### INSTRUCTIONS FOR THE TASK
What lines of the data hold the string "role"? Pull each one out.

++++++++

use crate::route::RouteMeta;
use serde::Deserialize;
use serde::Serialize;
use std::collections::BTreeMap;

/// Query parameters of a location, ordered for stable output.
pub type Query = BTreeMap<String, String>;

/// One attempted route transition.
#[derive(Debug, Clone, PartialEq, Eq, Serialize, Deserialize)]
pub struct NavigationRequest {
    pub target_path: String,
    #[serde(default)]
    pub target_query: Query,
    pub origin_path: String,
    #[serde(default)]
    pub origin_query: Query,
    /// Requirements of the target route; `None` when no route matched.
    #[serde(default)]
    pub route_meta: Option<RouteMeta>,
}

impl NavigationRequest {
    /// Request for `target_path` coming from `/` with no route metadata.
    pub fn new(target_path: impl Into<String>) -> Self {
        Self {
            target_path: target_path.into(),
            target_query: Query::new(),
            origin_path: "/".to_string(),
            origin_query: Query::new(),
            route_meta: None,
        }
    }

    pub fn with_query(mut self, query: Query) -> Self {
        self.target_query = query;
        self
    }

    pub fn with_origin(mut self, path: impl Into<String>, query: Query) -> Self {
        self.origin_path = path.into();
        self.origin_query = query;
        self
    }

    pub fn with_meta(mut self, meta: Option<RouteMeta>) -> Self {
        self.route_meta = meta;
        self
    }

    /// Metadata with unmatched routes treated as having no requirements.
    pub fn meta(&self) -> RouteMeta {
        self.route_meta.unwrap_or_default()
    }
}

/// A query flag counts as set only when it carries a non-empty value.
pub(crate) fn has_flag(query: &Query, key: &str) -> bool {
    query.get(key).is_some_and(|value| !value.is_empty())
}
use std::path::Path;

use anyhow::Context;
use anyhow::Result;
use clap::Parser;
use oj_core::config::Config;
use oj_core::config::load_session;
use oj_core::guard::NavigationRequest;
use oj_core::guard::Resolution;
use oj_core::navigation::Location;
use oj_core::session::SessionSnapshot;
use serde::Serialize;

use crate::print_json;

#[derive(Debug, Parser)]
pub struct ResolveCli {
    /// Location being navigated to, e.g. `/problems/42`.
    #[arg(value_name = "TARGET")]
    target: String,

    /// Location the navigation starts from.
    #[arg(long = "from", value_name = "LOCATION", default_value = "/")]
    from: String,

    /// Evaluate as a signed-in user with this role level.
    #[arg(long = "role", value_name = "N", conflicts_with = "anonymous")]
    role: Option<i64>,

    /// Evaluate as a signed-out visitor.
    #[arg(long = "anonymous")]
    anonymous: bool,
}

#[derive(Debug, Serialize)]
struct ResolveOutput {
    target: Location,
    from: Location,
    /// Name of the route record matching the target, if any.
    route: Option<String>,
    session: SessionSnapshot,
    #[serde(flatten)]
    resolution: Resolution,
}

pub fn run(cli: ResolveCli, home: &Path) -> Result<()> {
    let config = Config::load(home)?;
    let table = config.route_table();
    let session = if cli.anonymous {
        SessionSnapshot::anonymous()
    } else if let Some(role) = cli.role {
        SessionSnapshot::authenticated(role)
    } else {
        load_session(home)
            .context("failed to load stored session")?
            .snapshot()
    };

    let target = Location::parse(&cli.target);
    let from = Location::parse(&cli.from);
    let request = NavigationRequest {
        target_path: target.path.clone(),
        target_query: target.query.clone(),
        origin_path: from.path.clone(),
        origin_query: from.query.clone(),
        route_meta: table.lookup(&target.path),
    };
    let resolution = config.resolver().resolve_traced(&request, session);

    print_json(ResolveOutput {
        route: table.find(&target.path).map(|record| record.name.clone()),
        target,
        from,
        session,
        resolution,
    })
}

++++++++

### RESULT
    /// Evaluate as a signed-in user with this role level.
    #[arg(long = "role", value_name = "N", conflicts_with = "anonymous")]
    role: Option<i64>,
    } else if let Some(role) = cli.role {
        SessionSnapshot::authenticated(role)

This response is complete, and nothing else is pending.